Specialist carbon advisory and project delivery firm RadiusZero and digital infrastructure provider Kana Earth have teamed up to bridge the gap between on-the-ground nature projects and institutional capital requirements.
The partnership combines Kana’s digital portfolio management infrastructure with RadiusZero’s technical delivery and monitoring, reporting and verification expertise, with the aim of transforming natural capital into a portfolio-grade asset class.

RadiusZero and Kana Earth intend to help clients develop and implement projects, prepare them for certification and connect with buyers or investors with clearer progress tracking and fewer handoffs.
Natasha Rothbucher-Thomas, founder and CEO of RadiusZero, told IPE Real Assets: “Even if you’ve got great science, even if you’ve got a great team, even if you’ve got all the pieces – if you don’t have the technology and you don’t have the infrastructure to manage the process from end to end and to provide the transparency and bring together all of the different stakeholders within that value chain, there will always be problems that this partnership really aims to solve.”
She added that the focus is on “trust, transparency and integrity”, moving away from theoretical estimates towards the reality of what a project “actually is doing on the ground”.
Andy Creak, co-founder and CEO of Kana Earth, told IPE Real Assets: “If you look at all of the different asset managers out there, they’ve got real asset portfolios, they’ve got infrastructure portfolios, they’ve got some IP portfolios.
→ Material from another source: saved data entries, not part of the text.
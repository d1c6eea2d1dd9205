//! Durable audit tier for sales, items, and purchase history.
//!
//! The [`DurableStore`] trait is the narrow interface the rest of the
//! service sees. Writes on the hot path are fire-and-forget; nothing
//! here is consulted to decide a reservation. The production
//! implementation is `PostgreSQL` ([`PostgresStore`]); the in-memory
//! implementation ([`MemoryStore`]) backs tests.

mod memory;
mod migrations;
mod postgres;

pub use memory::MemoryStore;
pub use postgres::PostgresStore;

use async_trait::async_trait;

use crate::error::Result;
use crate::types::{CheckoutAttempt, Item, Purchase, Sale};

/// Durable persistence operations.
#[async_trait]
pub trait DurableStore: Send + Sync {
    /// Reachability probe for the health endpoint.
    async fn ping(&self) -> Result<()>;

    /// Apply pending schema migrations.
    async fn run_migrations(&self) -> Result<()>;

    /// Persist a newly opened sale.
    async fn create_sale(&self, sale: &Sale) -> Result<()>;

    /// Flip a sale's status to `ended`.
    async fn end_sale(&self, sale_id: &str) -> Result<()>;

    /// Persist the item catalogue for a sale in batches.
    async fn create_items(&self, items: &[Item]) -> Result<()>;

    /// First and last `limit` item ids for a sale, ordered by item id.
    async fn showcase_item_ids(
        &self,
        sale_id: &str,
        limit: i64,
    ) -> Result<(Vec<String>, Vec<String>)>;

    /// Append a checkout attempt (issued code, not yet redeemed).
    async fn log_checkout_attempt(&self, attempt: &CheckoutAttempt) -> Result<()>;

    /// Append a committed purchase.
    async fn create_purchase(&self, purchase: &Purchase) -> Result<()>;

    /// Flip the redeemed flag on a previously logged checkout attempt.
    async fn update_checkout_status(&self, code: &str, status: bool) -> Result<()>;

    /// Number of committed purchases recorded for a sale. Used for
    /// end-of-sale reconciliation against the hot tier.
    async fn count_purchases(&self, sale_id: &str) -> Result<i64>;
}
This new arrival is not yet investable at scale.”
Creak said the goal of the partnership is to provide the technology needed for large-scale deployment. “How do I not spend £50,000 investing into a £50,000 project in due diligence? We’re building the hub where people do projects and the seed platform for portfolio management.”

To address the lack of standardisation across different project types, Kana Earth has developed a proprietary language called NatureScript “to go and get all the different pieces of data that’s required for a certain type of project and bring it into a line item on your portfolio”, Creak said.
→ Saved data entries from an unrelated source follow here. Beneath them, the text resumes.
//! Domain types for the flash-sale system.
//!
//! Sales rotate hourly; item identifiers embed both the owning sale
//! and a six-digit sequence number (`<sale_id>_item_000042`), which is
//! what the sold-bitmap indexing recovers via [`item_sequence`].

use chrono::{DateTime, Utc};
use serde::{Deserialize, Serialize};

/// Snapshot of the sale currently accepting checkouts.
///
/// Produced by the rotator and handed out by value; the rotator swaps
/// the shared pointer atomically, so a snapshot never mutates.
#[derive(Debug, Clone, PartialEq, Eq, Serialize)]
pub struct ActiveSale {
    pub sale_id: String,
    pub start_time: DateTime<Utc>,
    pub end_time: DateTime<Utc>,
}

/// Payload stored under `checkout_code:<hex>` while a reservation is live.
///
/// Field names are part of the wire format shared with the cache.
#[derive(Debug, Clone, PartialEq, Eq, Serialize, Deserialize)]
pub struct CheckoutRecord {
    pub user_id: String,
    pub item_id: String,
    pub sale_id: String,
    pub expires_at: DateTime<Utc>,
}

/// Cosmetic first/last item ids cached for the sale-info endpoint.
#[derive(Debug, Clone, Default, PartialEq, Eq, Serialize, Deserialize)]
pub struct ShowcaseInfo {
    pub first_item_ids: Vec<String>,
    pub last_item_ids: Vec<String>,
}

/// Row written to `sales` when a sale opens.
#[derive(Debug, Clone)]
pub struct Sale {
    pub sale_id: String,
    pub start_time: DateTime<Utc>,
    pub end_time: DateTime<Utc>,
    pub total_items: i64,
    pub status: String,
}

/// Row written to `items`; one per sellable unit, generated in bulk.
#[derive(Debug, Clone)]
pub struct Item {
    pub item_id: String,
    pub sale_id: String,
    pub name: String,
    pub image_url: String,
}

/// Row appended to `checkout_attempts` when a code is issued.
///
/// `status` starts false and flips to true when the code is redeemed.
#[derive(Debug, Clone)]
pub struct CheckoutAttempt {
    pub sale_id: String,
    pub user_id: String,
    pub item_id: String,
    pub code: String,
    pub status: bool,
}

/// Row appended to `purchases` on a successful commit.
#[derive(Debug, Clone)]
pub struct Purchase {
    pub sale_id: String,
    pub user_id: String,
    pub item_id: String,
}

/// Extract the sequence number from an item id.
///
/// The sequence is the integer after the last `_item_` delimiter.
/// Returns `None` for ids that do not follow the generated format;
/// callers skip the bitmap write in that case.
#[must_use]
pub fn item_sequence(item_id: &str) -> Option<u32> {
    let (_, seq) = item_id.rsplit_once("_item_")?;
    seq.parse().ok()
}

/// Extract the sale id prefix from an item id, if it has one.
#[must_use]
pub fn item_sale_id(item_id: &str) -> Option<&str> {
    item_id.rsplit_once("_item_").map(|(sale, _)| sale)
}

#[cfg(test)]
mod tests {
    use super::*;

    #[test]
    fn sequence_parses_generated_ids() {
        assert_eq!(item_sequence("sale_1700000000_item_000001"), Some(1));
        assert_eq!(item_sequence("sale_1700000000_item_010000"), Some(10_000));
    }

    #[test]
    fn sequence_rejects_malformed_ids() {
        assert_eq!(item_sequence("sale_1700000000"), None);
        assert_eq!(item_sequence("sale_1700000000_item_"), None);
        assert_eq!(item_sequence("sale_1700000000_item_abc"), None);
    }

    #[test]
    fn sequence_uses_last_delimiter() {
        // A sale id could itself contain the delimiter; the suffix wins.
        assert_eq!(item_sequence("odd_item_1_item_000007"), Some(7));
        assert_eq!(item_sale_id("odd_item_1_item_000007"), Some("odd_item_1"));
    }

    #[test]
    fn sale_prefix_recovers_owner() {
        assert_eq!(
            item_sale_id("sale_1700000000_item_000001"),
            Some("sale_1700000000")
        );
        assert_eq!(item_sale_id("not-an-item"), None);
    }

    #[test]
    fn checkout_record_round_trips_as_json() {
        let record = CheckoutRecord {
            user_id: "alice".into(),
            item_id: "sale_1_item_000001".into(),
            sale_id: "sale_1".into(),
            expires_at: Utc::now(),
        };
        let json = serde_json::to_string(&record).unwrap();
        assert!(json.contains("\"user_id\""));
        assert!(json.contains("\"expires_at\""));
        let back: CheckoutRecord = serde_json::from_str(&json).unwrap();
        assert_eq!(back, record);
    }
}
This allows fundamentally different assets, such as Scottish woodland or Brazilian soil carbon, to be managed with a consistent risk profile and return view. “We have to have that ability for everything to look like a line on a portfolio, even if they’re fundamentally different processes,” Creak added.
The partnership also aims to mitigate execution and ‘greenwashing’ risks through high-frequency tech monitoring and oversight, Rothbucher-Thomas said, adding that the system uses IoT sensors and satellite data to measure variables like tree growth or soil moisture in real time.
“It’s not about what you expect a project to do, it’s what a project actually is doing on the ground,” she said. This data is fed directly into the platform, triggering alerts if discrepancies arise, which Rothbucher-Thomas said is “fundamental for having proper integrity projects that are actually being delivered”.
For institutional allocators, the collaboration is designed to solve the “due diligence bottleneck” that often makes smaller nature projects expensive to assess. By grouping similar projects togerther and providing a “fully auditable investment trail”, the firms intend to move natural capital from a niche 0.2% allocation to a core 3% holding within strategic asset allocations.
The partnership will initially focus on markets where RadiusZero has active delivery pipelines, with Brazil and Kenya identified as priority regions for commercial momentum.